Since ELT began, we've been adapting coursebooks written for groups, with greater or lesser success,. Mainstream ELT often talks nobly about individualisation of language learning but then regards one-to-one as no more than a defective group. One-to-one, just like exam classes, young learners, or Business English, requires a different approach. This sessions looks at some key ways in which one-to-one is different, how our teaching might need to alter, and provides some practical tips. It will also present the first coursebook specifically written for one-to-one teaching, 'Business one:one Int+', published recently by Oxford University Press.

Biodata • Brian Brennan is Language Training Manager at IH Company Training, BCN. He's taught in Spain, Greece and Britain. His work is now largely in the area of Business English, and has included writing Internet-based courses, teacher training, materials creating and course designing, developing competence-based descriptors for the European Commission, oral examining for Cambridge ESOL, reporting for publishers, review writing for Modern English Teacher and translating for the Sitges Film Festival. So his flat is a real mess. Oh, and he's just co-authored 'Business one:one' for OUP, a B1+ level coursebook with a 'How to' approach.

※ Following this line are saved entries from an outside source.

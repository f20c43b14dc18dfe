//! # Entities Table
//!
//! The render and interaction engine for one [`EntityTableConfig`].
//!
//! ## Lifecycle
//!
//! ```text
//! EntitiesTable::new ──► init(config) ──► load_entities(initial link)
//!                          ▲    │
//!        config changed ───┘    ├── sort / page events ──► update_data
//!                               ├── search input ──► debounce ──► update_data
//!                               └── row / cell / group actions
//! ```
//!
//! `init` may run again whenever the bound config changes. It derives all
//! state from the config from scratch, so calling it twice with the same
//! config yields the same state as calling it once.
//!
//! ## Render Cache
//!
//! Content, tooltip and style of content columns are cached per position
//! in a [`CellCache`]. A page load drops the whole cache, a single changed
//! cell reported by the data source drops only that slot, and a new column
//! set drops everything. Chip values are recomputed on every read and action
//! columns have no content at all.

use super::actions::{CellActionHandler, GroupActionHandler, TableActions};
use super::cache::CellCache;
use super::cells::{merge_width_style, width_style, CellStyle, SafeHtml};
use super::columns::EntityColumn;
use super::config::{EntitiesTableView, EntityTableConfig};
use super::datasource::{CellPosition, EntitiesDataSource, LoadOutcome};
use super::search::SearchDebouncer;
use super::{lock, BaseData, TableError};
use crate::config::TableDefaults;
use crate::page::timewindow::{time_page_link_interval, Timewindow};
use crate::page::{
    Direction, EntityPageLink, PageLink, SortOrder, TimePageLink, MAX_SAFE_PAGE_SIZE,
};
use crate::services::{DialogService, Translator};
use async_trait::async_trait;
use chrono::Utc;
use futures::future::join_all;
use std::sync::{Arc, Mutex, Weak};
use tokio::sync::watch;
use tracing::{debug, info, warn};

pub const SELECT_COLUMN: &str = "select";
pub const ACTIONS_COLUMN: &str = "actions";

/// Paginator widget state.
#[derive(Debug, Clone, Copy, PartialEq, Eq)]
pub struct Paginator {
    pub page_index: u32,
    pub page_size: u32,
}

/// Sort header widget state. `active == None` means unsorted.
#[derive(Debug, Clone, PartialEq, Eq)]
pub struct SortState {
    pub active: Option<String>,
    pub direction: Direction,
}

impl SortState {
    fn from_default(sort_order: Option<&SortOrder>) -> Self {
        match sort_order {
            Some(order) => Self {
                active: Some(order.property.clone()),
                direction: order.direction,
            },
            None => Self {
                active: None,
                direction: Direction::Asc,
            },
        }
    }

    fn sort_order(&self) -> Option<SortOrder> {
        self.active
            .as_ref()
            .map(|property| SortOrder::new(property.clone(), self.direction))
    }
}

#[derive(Debug, Clone, PartialEq, Eq)]
pub enum TableEvent {
    Sort {
        active: Option<String>,
        direction: Direction,
    },
    Page {
        page_index: u32,
        page_size: u32,
    },
}

/// An action raised by a details view on behalf of one entity.
#[derive(Debug, Clone)]
pub struct EntityAction<T> {
    pub action: String,
    pub entity: T,
}

#[derive(Debug, Clone, PartialEq)]
pub struct RenderedChip {
    pub value: String,
    pub icon: Option<String>,
    pub icon_color: CellStyle,
    pub tooltip: Option<String>,
}
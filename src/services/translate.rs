use std::collections::HashMap;
use tracing::debug;

/// Synchronous key lookup. Missing keys degrade to a visible placeholder.
pub trait Translator: Send + Sync {
    fn instant(&self, key: &str) -> String;
}

/// Translator backed by a flat key map. Unknown keys are returned verbatim.
#[derive(Debug, Clone, Default)]
pub struct MapTranslator {
    entries: HashMap<String, String>,
}

impl MapTranslator {
    pub fn new<K, V>(entries: impl IntoIterator<Item = (K, V)>) -> Self
    where
        K: Into<String>,
        V: Into<String>,
    {
        Self {
            entries: entries
                .into_iter()
                .map(|(k, v)| (k.into(), v.into()))
                .collect(),
        }
    }

    /// English labels for the keys the console itself uses.
    pub fn english() -> Self {
        Self::new([
            ("action.delete", "Delete"),
            ("action.no", "No"),
            ("action.yes", "Yes"),
            ("action.refresh", "Refresh"),
            ("common.time", "Time"),
            ("retained-message.topic", "Topic"),
            ("retained-message.qos", "QoS"),
            ("retained-message.payload", "Payload"),
            ("ws-client.messages.retained", "Retained"),
            ("ws-client.connections.properties", "Properties"),
            ("retained-message.show-data", "Show payload"),
            ("retained-message.delete-retained-message-title", "Delete retained message"),
            ("retained-message.delete-retained-message-text", "Be careful, after the confirmation the retained message will be removed."),
            ("retained-message.retained-message-deleted", "Retained message deleted"),
            ("ws-client.messages.show-payload", "Show payload"),
            ("ws-client.messages.show-properties", "Show properties"),
            ("ws-client.messages.received", "Received"),
            ("ws-client.messages.published", "Published"),
            ("mqtt-client-session.qos-at-most-once", "At most once"),
            ("mqtt-client-session.qos-at-least-once", "At least once"),
            ("mqtt-client-session.qos-exactly-once", "Exactly once"),
        ])
    }
}

impl Translator for MapTranslator {
    fn instant(&self, key: &str) -> String {
        match self.entries.get(key) {
            Some(value) => value.clone(),
            None => {
                debug!(key, "Missing translation");
                key.to_string()
            }
        }
    }
}

#[cfg(test)]
mod tests {
    use super::*;

    #[test]
    fn missing_key_falls_back_to_key() {
        let translator = MapTranslator::new([("action.yes", "Yes")]);
        assert_eq!(translator.instant("action.yes"), "Yes");
        assert_eq!(translator.instant("action.maybe"), "action.maybe");
    }
}
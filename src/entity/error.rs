//! Error types for the entity table engine

use thiserror::Error;

/// Failures reported by an [`EntityRepository`](super::EntityRepository).
#[derive(Debug, Clone, PartialEq, Eq, Error)]
pub enum RepositoryError {
    /// The requested entity does not exist
    #[error("Entity not found: {0}")]
    NotFound(String),

    /// The collaborating service rejected or failed the request
    #[error("Request failed: {0}")]
    Request(String),

    /// The collaborating service cannot be reached
    #[error("Service unavailable: {0}")]
    Unavailable(String),
}

/// Errors raised by the table engine itself.
#[derive(Debug, Error)]
pub enum TableError {
    /// An operation needed state that `init` has not produced yet
    #[error("Table is not initialized")]
    NotInitialized,

    /// The action exists but its enablement predicate rejected the call
    #[error("Action is disabled: {0}")]
    ActionDisabled(String),

    /// No action with the given index or name
    #[error("Unknown action: {0}")]
    ActionNotFound(String),

    /// The view bound to a config has been dropped
    #[error("Bound view is no longer alive")]
    DetachedView,

    #[error("Invalid query: {0}")]
    InvalidQuery(#[from] crate::page::PageLinkError),

    #[error("Repository error: {0}")]
    Repository(#[from] RepositoryError),
}
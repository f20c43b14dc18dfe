//! CRUD contract between the generic grid and an entity-specific service.
//!
//! Every method has a harmless default so a feature config only implements
//! what its screen actually uses.

use super::{BaseData, RepositoryError};
use crate::page::{EntityPageLink, PageData};
use async_trait::async_trait;

#[async_trait]
pub trait EntityRepository<T: BaseData>: Send + Sync {
    /// Fetches one page. "No results" is an empty page, never an error.
    async fn fetch_entities(&self, _page_link: &EntityPageLink) -> Result<PageData<T>, RepositoryError> {
        Ok(PageData::empty())
    }

    /// Persists `entity`; `original` is the pre-edit copy when editing.
    async fn save_entity(&self, entity: T, _original: Option<&T>) -> Result<T, RepositoryError> {
        Ok(entity)
    }

    async fn delete_entity(&self, _id: &str) -> Result<(), RepositoryError> {
        Ok(())
    }

    async fn load_entity(&self, id: &str) -> Result<T, RepositoryError> {
        Err(RepositoryError::NotFound(id.to_string()))
    }

    /// Creates a new entity, `None` when creation was cancelled.
    async fn add_entity(&self) -> Result<Option<T>, RepositoryError> {
        Ok(None)
    }
}

/// Repository with every operation left at its default.
#[derive(Debug, Default, Clone, Copy)]
pub struct EmptyRepository;

#[async_trait]
impl<T: BaseData> EntityRepository<T> for EmptyRepository {}
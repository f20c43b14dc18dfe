//! Display helpers shared by feature columns: style maps, HTML snippets and
//! the sanitizer every content cell passes through before it is cached.

use regex::Regex;
use std::collections::BTreeMap;
use std::fmt;
use std::sync::OnceLock;

/// CSS property → value. Ordered so equal styles compare and print equally.
pub type CellStyle = BTreeMap<String, String>;

/// Column width that means "size to content".
pub const AUTO_WIDTH: &str = "0px";

pub fn style<'a>(pairs: impl IntoIterator<Item = (&'a str, &'a str)>) -> CellStyle {
    pairs
        .into_iter()
        .map(|(k, v)| (k.to_string(), v.to_string()))
        .collect()
}

/// Width constraints derived from a declared column width.
pub fn width_style(width: &str) -> CellStyle {
    let mut res = style([("width", width)]);
    if width != AUTO_WIDTH {
        res.insert("min-width".to_string(), width.to_string());
        res.insert("max-width".to_string(), width.to_string());
    }
    res
}

/// Overlays the width constraints on a column's own style.
pub fn merge_width_style(base: CellStyle, width: &str) -> CellStyle {
    let mut res = base;
    res.extend(width_style(width));
    res
}

/// HTML that has passed through [`sanitize_html`].
#[derive(Debug, Clone, PartialEq, Eq, Hash, Default)]
pub struct SafeHtml(String);

impl SafeHtml {
    pub fn new(raw: &str) -> Self {
        Self(sanitize_html(raw))
    }

    pub fn as_str(&self) -> &str {
        &self.0
    }

    pub fn is_empty(&self) -> bool {
        self.0.is_empty()
    }
}

impl fmt::Display for SafeHtml {
    fn fmt(&self, f: &mut fmt::Formatter<'_>) -> fmt::Result {
        f.write_str(&self.0)
    }
}

struct SanitizerPatterns {
    blocks: Regex,
    stray_tags: Regex,
    handlers: Regex,
    script_urls: Regex,
}

fn patterns() -> &'static SanitizerPatterns {
    static PATTERNS: OnceLock<SanitizerPatterns> = OnceLock::new();
    PATTERNS.get_or_init(|| SanitizerPatterns {
        blocks: Regex::new(r"(?is)<\s*(script|style)\b[^>]*>.*?<\s*/\s*(script|style)\s*>")
            .expect("static regex"),
        stray_tags: Regex::new(r"(?i)<\s*/?\s*(script|style)\b[^>]*>").expect("static regex"),
        handlers: Regex::new(r#"(?i)\s+on[a-z]+\s*=\s*("[^"]*"|'[^']*'|[^\s>]+)"#)
            .expect("static regex"),
        script_urls: Regex::new(r"(?i)javascript\s*:").expect("static regex"),
    })
}

/// Removes executable content from cell HTML while keeping markup and inline styles.
pub fn sanitize_html(raw: &str) -> String {
    let p = patterns();
    let res = p.blocks.replace_all(raw, "");
    let res = p.stray_tags.replace_all(&res, "");
    let res = p.handlers.replace_all(&res, "");
    p.script_urls.replace_all(&res, "").into_owned()
}

fn html_element(tag: &str, styles: &[(&str, &str)], content: &str, classes: &str) -> String {
    let style_string = styles
        .iter()
        .map(|(property, value)| format!("{property}: {value}"))
        .collect::<Vec<_>>()
        .join("; ");
    format!(r#"<{tag} class="{classes}" style="{style_string}">{content}</{tag}>"#)
}

const ICON_CLASSES: &str = "material-icons mat-icon";
const DEFAULT_ICON_COLOR: &str = "rgba(0,0,0,0.54)";
pub const DEFAULT_CHIP_BACKGROUND: &str = "rgba(111, 116, 242, 0.07)";

pub fn check_box_cell(value: bool) -> String {
    let icon = if value {
        "check_box"
    } else {
        "check_box_outline_blank"
    };
    html_element("mat-icon", &[], icon, ICON_CLASSES)
}

pub fn color_icon(icon: &str, icon_color: Option<&str>) -> String {
    html_element(
        "mat-icon",
        &[
            ("color", icon_color.unwrap_or(DEFAULT_ICON_COLOR)),
            ("height", "20px"),
            ("width", "20px"),
            ("font-size", "20px"),
        ],
        icon,
        ICON_CLASSES,
    )
}

pub fn cell_with_icon(
    value: &str,
    icon: &str,
    background_color: &str,
    icon_color: Option<&str>,
    value_color: Option<&str>,
) -> String {
    let inner = format!(
        r#"<span style="display: inline-flex; align-items: center; gap: 4px;"><span style="color: {};">{}</span>{}</span>"#,
        value_color.unwrap_or("inherit"),
        value,
        color_icon(icon, icon_color)
    );
    html_element(
        "section",
        &[
            ("background", background_color),
            ("border-radius", "16px"),
            ("padding", "4px 8px"),
            ("white-space", "nowrap"),
            ("width", "fit-content"),
        ],
        &inner,
        "",
    )
}

pub fn cell_with_background(value: &str, background_color: Option<&str>) -> String {
    html_element(
        "span",
        &[
            (
                "background",
                background_color.unwrap_or(DEFAULT_CHIP_BACKGROUND),
            ),
            ("border-radius", "16px"),
            ("padding", "4px 8px"),
        ],
        value,
        "",
    )
}

pub fn connected_state_cell(connection_state: &str, color: &str) -> String {
    let dot = html_element(
        "span",
        &[
            ("vertical-align", "bottom"),
            ("font-size", "32px"),
            ("color", color),
        ],
        "&#8226;",
        "",
    );
    let label = html_element(
        "span",
        &[
            ("color", color),
            ("background", "rgba(111, 116, 242, 0)"),
            ("border-radius", "16px"),
            ("padding", "4px 8px"),
        ],
        connection_state,
        "",
    );
    format!("{dot} {label}")
}

const ARROW_DOWN_PATH: &str = "M12 2a10 10 0 1 1 0 20a10 10 0 0 1 0-20zM12 17l5-5h-3V8h-4v4H7l5 5z";
const ARROW_UP_PATH: &str = "M12 22a10 10 0 1 1 0-20a10 10 0 0 1 0 20zM12 7l-5 5h3v4h4v-4h3l-5-5z";
pub const DEFAULT_ARROW_COLOR: &str = "rgba(0, 0, 0, 0.38)";

/// Down arrow for received messages, up arrow for published ones.
pub fn arrow_icon(message_received: bool, icon_color: Option<&str>) -> String {
    let path = if message_received {
        ARROW_DOWN_PATH
    } else {
        ARROW_UP_PATH
    };
    format!(
        r#"<svg xmlns="http://www.w3.org/2000/svg" width="24" height="24" viewBox="0 0 24 24" fill="none"><path d="{path}" fill="{}"/></svg>"#,
        icon_color.unwrap_or(DEFAULT_ARROW_COLOR)
    )
}

const BYTE_UNITS: [&str; 9] = ["B", "KB", "MB", "GB", "TB", "PB", "EB", "ZB", "YB"];

/// Human readable size in 1024 steps, trailing zeros dropped ("1.5 KB", "2 MB").
pub fn format_bytes(bytes: u64, decimals: usize) -> String {
    if bytes == 0 {
        return "0 B".to_string();
    }
    let k = 1024f64;
    let value = bytes as f64;
    let exponent = ((value.ln() / k.ln()).floor() as usize).min(BYTE_UNITS.len() - 1);
    let scaled = value / k.powi(exponent as i32);
    let formatted = format!("{scaled:.decimals$}");
    let trimmed = if formatted.contains('.') {
        formatted.trim_end_matches('0').trim_end_matches('.')
    } else {
        formatted.as_str()
    };
    format!("{trimmed} {}", BYTE_UNITS[exponent])
}
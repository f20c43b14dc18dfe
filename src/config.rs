//! # Console Configuration
//!
//! Defaults for every entity screen, stored as TOML under the user's config
//! directory:
//!
//! ```text
//! <config_dir>/broker-console/config.toml
//! ├── [table]      - page size, page size multipliers, search debounce
//! ├── [time]       - default history window for time-scoped tables
//! ├── [messenger]  - in-memory message history bound
//! └── [log]        - default tracing level when RUST_LOG is unset
//! ```
//!
//! Loading never fails the application: a missing or unreadable file falls
//! back to defaults with a warning, the same fail-safe strategy the session
//! loader uses.

use crate::page::timewindow::{history_interval, Timewindow, DAY};
use color_eyre::{eyre::eyre, Result};
use serde::{Deserialize, Serialize};
use std::path::{Path, PathBuf};
use std::time::Duration;
use tracing::{debug, info, warn};

const APP_DIR: &str = "broker-console";
const CONFIG_FILE: &str = "config.toml";

/// Table engine defaults.
#[derive(Deserialize, Serialize, Clone, Debug, PartialEq, Eq)]
#[serde(default)]
pub struct TableDefaults {
    pub default_page_size: u32,
    /// Quiet period before a search input change reloads the table
    pub search_debounce_ms: u64,
    /// Page size options offered as multiples of the table's default size
    pub page_size_multipliers: Vec<u32>,
}

impl Default for TableDefaults {
    fn default() -> Self {
        Self {
            default_page_size: 10,
            search_debounce_ms: 150,
            page_size_multipliers: vec![1, 2, 3],
        }
    }
}

impl TableDefaults {
    pub fn search_debounce(&self) -> Duration {
        Duration::from_millis(self.search_debounce_ms)
    }

    /// `[n, 2n, 3n]` for the default multipliers.
    pub fn page_size_options(&self, page_size: u32) -> Vec<u32> {
        self.page_size_multipliers
            .iter()
            .map(|m| page_size.saturating_mul(*m))
            .collect()
    }
}

#[derive(Deserialize, Serialize, Clone, Debug, PartialEq, Eq)]
#[serde(default)]
pub struct TimeDefaults {
    pub default_history_ms: i64,
}

impl Default for TimeDefaults {
    fn default() -> Self {
        Self {
            default_history_ms: DAY,
        }
    }
}

impl TimeDefaults {
    pub fn default_timewindow(&self) -> Timewindow {
        history_interval(self.default_history_ms)
    }
}

#[derive(Deserialize, Serialize, Clone, Debug, PartialEq, Eq)]
#[serde(default)]
pub struct MessengerDefaults {
    /// Oldest messages are dropped beyond this count
    pub max_messages: usize,
}

impl Default for MessengerDefaults {
    fn default() -> Self {
        Self { max_messages: 1000 }
    }
}

#[derive(Deserialize, Serialize, Clone, Debug, PartialEq, Eq)]
#[serde(default)]
pub struct LogConfig {
    pub level: String,
}

impl Default for LogConfig {
    fn default() -> Self {
        Self {
            level: "info".to_string(),
        }
    }
}

#[derive(Deserialize, Serialize, Clone, Debug, Default, PartialEq, Eq)]
#[serde(default)]
pub struct ConsoleConfig {
    pub table: TableDefaults,
    pub time: TimeDefaults,
    pub messenger: MessengerDefaults,
    pub log: LogConfig,
}

impl ConsoleConfig {
    pub fn config_path() -> PathBuf {
        config_dir().join(APP_DIR).join(CONFIG_FILE)
    }

    pub fn from_toml_str(content: &str) -> Result<Self> {
        toml::from_str(content).map_err(|e| eyre!("Failed to parse console config: {}", e))
    }

    pub fn to_toml_string(&self) -> Result<String> {
        toml::to_string_pretty(self).map_err(|e| eyre!("Failed to serialize console config: {}", e))
    }

    /// Loads the config file, falling back to defaults.
    pub async fn load() -> Self {
        Self::load_from(&Self::config_path()).await
    }

    pub async fn load_from(path: &Path) -> Self {
        Self::or_default(path, Self::read_from(path).await)
    }

    /// Settles a read result, logging why defaults are used. Callers that
    /// read before logging is installed settle afterwards.
    pub fn or_default(path: &Path, loaded: Result<Option<Self>>) -> Self {
        match loaded {
            Ok(Some(config)) => {
                info!("Loaded console config from {}", path.display());
                config
            }
            Ok(None) => {
                debug!("No console config at {}, using defaults", path.display());
                Self::default()
            }
            Err(e) => {
                warn!("Console config unusable, using defaults: {}", e);
                Self::default()
            }
        }
    }

    /// Reads the file at `path`; `None` when it does not exist.
    pub async fn read_from(path: &Path) -> Result<Option<Self>> {
        if !tokio::fs::try_exists(path)
            .await
            .map_err(|e| eyre!("Failed to check if config file exists: {}", e))?
        {
            return Ok(None);
        }
        let content = tokio::fs::read_to_string(path)
            .await
            .map_err(|e| eyre!("Failed to read config file: {}", e))?;
        Self::from_toml_str(&content).map(Some)
    }

    /// Writes the default config when no file exists yet.
    pub async fn ensure_default_config() -> Result<PathBuf> {
        let path = Self::config_path();
        Self::ensure_default_config_at(&path).await?;
        Ok(path)
    }

    pub async fn ensure_default_config_at(path: &Path) -> Result<()> {
        if tokio::fs::try_exists(path)
            .await
            .map_err(|e| eyre!("Failed to check if config file exists: {}", e))?
        {
            return Ok(());
        }
        if let Some(parent) = path.parent() {
            tokio::fs::create_dir_all(parent)
                .await
                .map_err(|e| eyre!("Failed to create config directory: {}", e))?;
        }
        let content = Self::default().to_toml_string()?;
        tokio::fs::write(path, content)
            .await
            .map_err(|e| eyre!("Failed to write default config file: {}", e))?;
        info!("Created default console config at {}", path.display());
        Ok(())
    }
}

fn config_dir() -> PathBuf {
    dirs::config_dir().unwrap_or_else(|| {
        warn!("Could not determine config directory, using current directory");
        PathBuf::from(".")
    })
}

H.E.L.L. – What's Really Important In Teaching!

Mark Wilson
Room B2, 12.15-13.15

The H.E.L.L. of my title refers not to teaching, but to Heaven, Earth, Latitude and Longitude. This workshop investigates the relationship between ideal teaching conditions (Heaven), the real world of everyday teaching (Earth), the customary content of training courses (Latitude), and the important things training courses can't teach you (Longitude). The session aims to enhance longitudinal capability.

Biodata • 30 years in ELT have enabled me to experience and contrast different perspectives, including that of the formal teacher trainer and the everyday service-oriented concerns of the Director of Studies. I am currently Training Coordinator at Lacunza/IH San Sebastian.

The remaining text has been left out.